▶
//! Fixed-step runner tick
//!
//! Spawn timing is counted in ticks rather than wall-clock milliseconds so
//! a run replays identically from its seed and inputs.

use super::consts::*;
use super::state::{RunPhase, RunnerState};

/// Input for a single tick
#[derive(Debug, Clone, Default)]
pub struct RunnerInput {
    /// Jump while playing; start or restart otherwise
    pub action: bool,
}

/// Advance the run by one tick
pub fn tick(state: &mut RunnerState, input: &RunnerInput) {
    match state.phase {
        RunPhase::Start | RunPhase::GameOver => {
            if input.action {
                state.reset_run();
                state.phase = RunPhase::Playing;
                log::info!("Run started");
            }
        }
        RunPhase::Playing => {
            if input.action {
                state.dino.jump();
            }
            step_playing(state);
        }
    }
}

fn step_playing(state: &mut RunnerState) {
    state.time_ticks += 1;
    state.dino.update();

    // Spawn
    state.spawn_timer += 1;
    if state.spawn_timer > state.next_spawn_ticks {
        state.spawn_obstacle();
        state.schedule_next_spawn();
    }

    // Scroll, collide, cull
    let speed = state.speed;
    let mut crashed = false;
    for obstacle in &mut state.obstacles {
        obstacle.x -= speed;
        if obstacle.collides_with(&state.dino) {
            crashed = true;
        }
    }
    state.obstacles.retain(|o| !o.is_offscreen());

    // Difficulty and day/night
    state.score += SCORE_PER_TICK * state.speed_ratio();
    state.speed += state.settings.runner_speed_increase;
    // Day/night follows the already-raised speed
    state.time_of_day = (state.time_of_day + DAY_CYCLE_PER_TICK * state.speed_ratio()) % 1.0;

    if crashed {
        state.phase = RunPhase::GameOver;
        log::info!(
            "Run over after {} ticks, score {}",
            state.time_ticks,
            state.display_score()
        );
    }
}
◀
Output the listing exactly.

Result —
//! Fixed-step runner tick
//!
//! Spawn timing is counted in ticks rather than wall-clock milliseconds so
//! a run replays identically from its seed and inputs.

use super::consts::*;
use super::state::{RunPhase, RunnerState};

/// Input for a single tick
#[derive(Debug, Clone, Default)]
pub struct RunnerInput {
    /// Jump while playing; start or restart otherwise
    pub action: bool,
}

/// Advance the run by one tick
pub fn tick(state: &mut RunnerState, input: &RunnerInput) {
    match state.phase {
        RunPhase::Start | RunPhase::GameOver => {
            if input.action {
                state.reset_run();
                state.phase = RunPhase::Playing;
                log::info!("Run started");
            }
        }
        RunPhase::Playing => {
            if input.action {
                state.dino.jump();
            }
            step_playing(state);
        }
    }
}

fn step_playing(state: &mut RunnerState) {
    state.time_ticks += 1;
    state.dino.update();

    // Spawn
    state.spawn_timer += 1;
    if state.spawn_timer > state.next_spawn_ticks {
        state.spawn_obstacle();
        state.schedule_next_spawn();
    }

    // Scroll, collide, cull
    let speed = state.speed;
    let mut crashed = false;
    for obstacle in &mut state.obstacles {
        obstacle.x -= speed;
        if obstacle.collides_with(&state.dino) {
            crashed = true;
        }
    }
    state.obstacles.retain(|o| !o.is_offscreen());

    // Difficulty and day/night
    state.score += SCORE_PER_TICK * state.speed_ratio();
    state.speed += state.settings.runner_speed_increase;
    // Day/night follows the already-raised speed
    state.time_of_day = (state.time_of_day + DAY_CYCLE_PER_TICK * state.speed_ratio()) % 1.0;

    if crashed {
        state.phase = RunPhase::GameOver;
        log::info!(
            "Run over after {} ticks, score {}",
            state.time_ticks,
            state.display_score()
        );
    }
}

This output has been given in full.